Required action –
Count every line in the data below where "drawn" occurs, then state that number and nothing more.

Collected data
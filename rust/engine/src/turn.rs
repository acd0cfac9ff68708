//! Turn order and card effects.

use serde::{Deserialize, Serialize};
use tracing::info;

use crate::cards::{Card, CardKind};
use crate::deck::draw;
use crate::game::{ActionRequired, GameState};

/// Direction of play around the table.
#[derive(Debug, Copy, Clone, Eq, PartialEq, Serialize, Deserialize)]
pub enum Direction {
    Clockwise,
    CounterClockwise,
}

impl Direction {
    pub fn flipped(self) -> Self {
        match self {
            Direction::Clockwise => Direction::CounterClockwise,
            Direction::CounterClockwise => Direction::Clockwise,
        }
    }
}

/// Seat after `current` going in `direction`.
///
/// ```
/// use uno_engine::turn::{next_index, Direction};
///
/// assert_eq!(next_index(3, 4, Direction::Clockwise), 0);
/// assert_eq!(next_index(0, 4, Direction::CounterClockwise), 3);
/// ```
pub fn next_index(current: usize, num_players: usize, direction: Direction) -> usize {
    match direction {
        Direction::Clockwise => (current + 1) % num_players,
        Direction::CounterClockwise => (current + num_players - 1) % num_players,
    }
}

/// Resolves `card`, which `player_index` has just played and which already
/// sits on top of the discard pile.
///
/// Draw penalties go to the next seat. If the deck runs dry they reshuffle
/// the discard pile underneath the played card, and the played card stays on
/// top. Wild plays leave the turn with `player_index` and require a color choice.
pub fn apply_effect(card: Card, mut state: GameState, player_index: usize) -> GameState {
    let n = state.num_players();
    let target = next_index(player_index, n, state.direction);
    let mut action_required = ActionRequired::Play;

    let next_player = match card.kind {
        CardKind::Number(_) => target,
        CardKind::Skip => {
            info!(player = %state.players[target].name, "skipped");
            next_index(target, n, state.direction)
        }
        CardKind::Reverse => {
            state.direction = state.direction.flipped();
            if n == 2 {
                info!(player = %state.players[target].name, "direction reversed, player skipped (2 players)");
                next_index(target, n, state.direction)
            } else {
                info!(direction = ?state.direction, "direction reversed");
                next_index(player_index, n, state.direction)
            }
        }
        CardKind::DrawTwo => {
            penalty_draw(&mut state, card, target, 2);
            next_index(target, n, state.direction)
        }
        CardKind::Wild => {
            info!(player = %state.players[player_index].name, "played Wild, must choose a color");
            action_required = ActionRequired::ChooseColor;
            player_index
        }
        CardKind::WildDrawFour => {
            penalty_draw(&mut state, card, target, 4);
            action_required = ActionRequired::ChooseColor;
            player_index
        }
    };

    if !card.is_wild() {
        state.current_color = card.color;
    }
    state.current_player_index = next_player;
    state.action_required = action_required;
    state
}

/// `target` draws `count` cards. The played card is lifted off the discard
/// pile for the draw so a reshuffle cannot bury it, then put back on top.
fn penalty_draw(state: &mut GameState, played: Card, target: usize, count: usize) {
    let mut rng = state.next_rng();
    let mut discard = std::mem::take(&mut state.discard_pile);
    let on_top = discard.pop();
    debug_assert_eq!(on_top, Some(played));

    let result = draw(std::mem::take(&mut state.deck), discard, count, &mut rng);
    info!(
        player = %state.players[target].name,
        requested = count,
        drawn = result.drawn.len(),
        "draws and is skipped"
    );
    state.players[target].hand.extend(result.drawn);
    state.deck = result.deck;
    state.discard_pile = result.discard_pile;
    state.discard_pile.extend(on_top);
}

Solution –
2